→ **WORK TASK**: Nothing in the data should be left out or altered when it is retyped.

→ **INPUT DATA**:

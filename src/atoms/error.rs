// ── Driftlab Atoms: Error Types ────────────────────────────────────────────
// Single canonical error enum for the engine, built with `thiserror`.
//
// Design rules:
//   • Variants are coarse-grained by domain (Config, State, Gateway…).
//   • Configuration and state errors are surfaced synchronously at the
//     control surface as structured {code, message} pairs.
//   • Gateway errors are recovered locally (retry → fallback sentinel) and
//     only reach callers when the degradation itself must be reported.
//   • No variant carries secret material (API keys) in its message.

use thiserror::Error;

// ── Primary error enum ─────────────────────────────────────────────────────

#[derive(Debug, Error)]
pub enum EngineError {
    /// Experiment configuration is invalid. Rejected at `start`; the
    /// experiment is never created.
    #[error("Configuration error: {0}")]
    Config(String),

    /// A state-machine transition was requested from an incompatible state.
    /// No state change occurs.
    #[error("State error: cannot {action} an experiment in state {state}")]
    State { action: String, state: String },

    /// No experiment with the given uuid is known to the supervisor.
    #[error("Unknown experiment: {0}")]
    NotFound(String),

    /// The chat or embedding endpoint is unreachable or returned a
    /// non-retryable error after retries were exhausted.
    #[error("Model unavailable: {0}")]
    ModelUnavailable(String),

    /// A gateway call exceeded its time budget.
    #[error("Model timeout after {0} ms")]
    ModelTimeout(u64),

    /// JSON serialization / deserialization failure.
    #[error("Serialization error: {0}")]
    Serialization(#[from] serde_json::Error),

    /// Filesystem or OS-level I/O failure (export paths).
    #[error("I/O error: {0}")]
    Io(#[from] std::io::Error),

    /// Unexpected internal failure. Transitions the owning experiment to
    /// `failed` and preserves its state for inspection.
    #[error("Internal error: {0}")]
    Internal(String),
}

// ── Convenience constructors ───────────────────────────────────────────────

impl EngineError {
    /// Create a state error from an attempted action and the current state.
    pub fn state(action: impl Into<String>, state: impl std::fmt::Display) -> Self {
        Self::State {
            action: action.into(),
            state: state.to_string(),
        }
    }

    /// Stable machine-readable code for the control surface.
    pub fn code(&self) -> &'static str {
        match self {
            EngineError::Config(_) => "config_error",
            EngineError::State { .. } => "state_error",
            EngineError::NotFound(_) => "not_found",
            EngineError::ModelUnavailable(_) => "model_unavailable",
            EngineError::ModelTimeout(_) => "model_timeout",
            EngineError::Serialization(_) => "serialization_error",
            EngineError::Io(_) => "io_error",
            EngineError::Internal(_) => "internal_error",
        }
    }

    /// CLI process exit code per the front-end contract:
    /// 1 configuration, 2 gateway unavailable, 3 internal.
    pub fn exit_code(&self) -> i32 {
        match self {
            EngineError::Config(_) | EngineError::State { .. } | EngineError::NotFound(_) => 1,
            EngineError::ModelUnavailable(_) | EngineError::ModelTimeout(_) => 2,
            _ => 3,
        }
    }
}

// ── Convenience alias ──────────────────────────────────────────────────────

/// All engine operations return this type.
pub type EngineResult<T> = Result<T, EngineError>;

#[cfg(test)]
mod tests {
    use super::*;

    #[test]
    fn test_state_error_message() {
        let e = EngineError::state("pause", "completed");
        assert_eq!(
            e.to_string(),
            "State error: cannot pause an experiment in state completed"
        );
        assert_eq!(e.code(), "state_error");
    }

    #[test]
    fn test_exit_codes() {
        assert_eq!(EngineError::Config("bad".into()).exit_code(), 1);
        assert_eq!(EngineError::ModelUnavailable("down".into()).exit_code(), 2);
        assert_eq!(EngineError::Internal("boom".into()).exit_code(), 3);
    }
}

→ **RESULT**:
filename src/atoms/error.rs
// ── Driftlab Atoms: Error Types ────────────────────────────────────────────
// Single canonical error enum for the engine, built with `thiserror`.
//
// Design rules:
//   • Variants are coarse-grained by domain (Config, State, Gateway…).
//   • Configuration and state errors are surfaced synchronously at the
//     control surface as structured {code, message} pairs.
//   • Gateway errors are recovered locally (retry → fallback sentinel) and
//     only reach callers when the degradation itself must be reported.
//   • No variant carries secret material (API keys) in its message.

use thiserror::Error;

// ── Primary error enum ─────────────────────────────────────────────────────

#[derive(Debug, Error)]
pub enum EngineError {
    /// Experiment configuration is invalid. Rejected at `start`; the
    /// experiment is never created.
    #[error("Configuration error: {0}")]
    Config(String),

    /// A state-machine transition was requested from an incompatible state.
    /// No state change occurs.
    #[error("State error: cannot {action} an experiment in state {state}")]
    State { action: String, state: String },

    /// No experiment with the given uuid is known to the supervisor.
    #[error("Unknown experiment: {0}")]
    NotFound(String),

    /// The chat or embedding endpoint is unreachable or returned a
    /// non-retryable error after retries were exhausted.
    #[error("Model unavailable: {0}")]
    ModelUnavailable(String),

    /// A gateway call exceeded its time budget.
    #[error("Model timeout after {0} ms")]
    ModelTimeout(u64),

    /// JSON serialization / deserialization failure.
    #[error("Serialization error: {0}")]
    Serialization(#[from] serde_json::Error),

    /// Filesystem or OS-level I/O failure (export paths).
    #[error("I/O error: {0}")]
    Io(#[from] std::io::Error),

    /// Unexpected internal failure. Transitions the owning experiment to
    /// `failed` and preserves its state for inspection.
    #[error("Internal error: {0}")]
    Internal(String),
}

// ── Convenience constructors ───────────────────────────────────────────────

impl EngineError {
    /// Create a state error from an attempted action and the current state.
    pub fn state(action: impl Into<String>, state: impl std::fmt::Display) -> Self {
        Self::State {
            action: action.into(),
            state: state.to_string(),
        }
    }

    /// Stable machine-readable code for the control surface.
    pub fn code(&self) -> &'static str {
        match self {
            EngineError::Config(_) => "config_error",
            EngineError::State { .. } => "state_error",
            EngineError::NotFound(_) => "not_found",
            EngineError::ModelUnavailable(_) => "model_unavailable",
            EngineError::ModelTimeout(_) => "model_timeout",
            EngineError::Serialization(_) => "serialization_error",
            EngineError::Io(_) => "io_error",
            EngineError::Internal(_) => "internal_error",
        }
    }

    /// CLI process exit code per the front-end contract:
    /// 1 configuration, 2 gateway unavailable, 3 internal.
    pub fn exit_code(&self) -> i32 {
        match self {
            EngineError::Config(_) | EngineError::State { .. } | EngineError::NotFound(_) => 1,
            EngineError::ModelUnavailable(_) | EngineError::ModelTimeout(_) => 2,
            _ => 3,
        }
    }
}

// ── Convenience alias ──────────────────────────────────────────────────────

/// All engine operations return this type.
pub type EngineResult<T> = Result<T, EngineError>;

#[cfg(test)]
mod tests {
    use super::*;

    #[test]
    fn test_state_error_message() {
        let e = EngineError::state("pause", "completed");
        assert_eq!(
            e.to_string(),
            "State error: cannot pause an experiment in state completed"
        );
        assert_eq!(e.code(), "state_error");
    }

    #[test]
    fn test_exit_codes() {
        assert_eq!(EngineError::Config("bad".into()).exit_code(), 1);
        assert_eq!(EngineError::ModelUnavailable("down".into()).exit_code(), 2);
        assert_eq!(EngineError::Internal("boom".into()).exit_code(), 3);
    }
}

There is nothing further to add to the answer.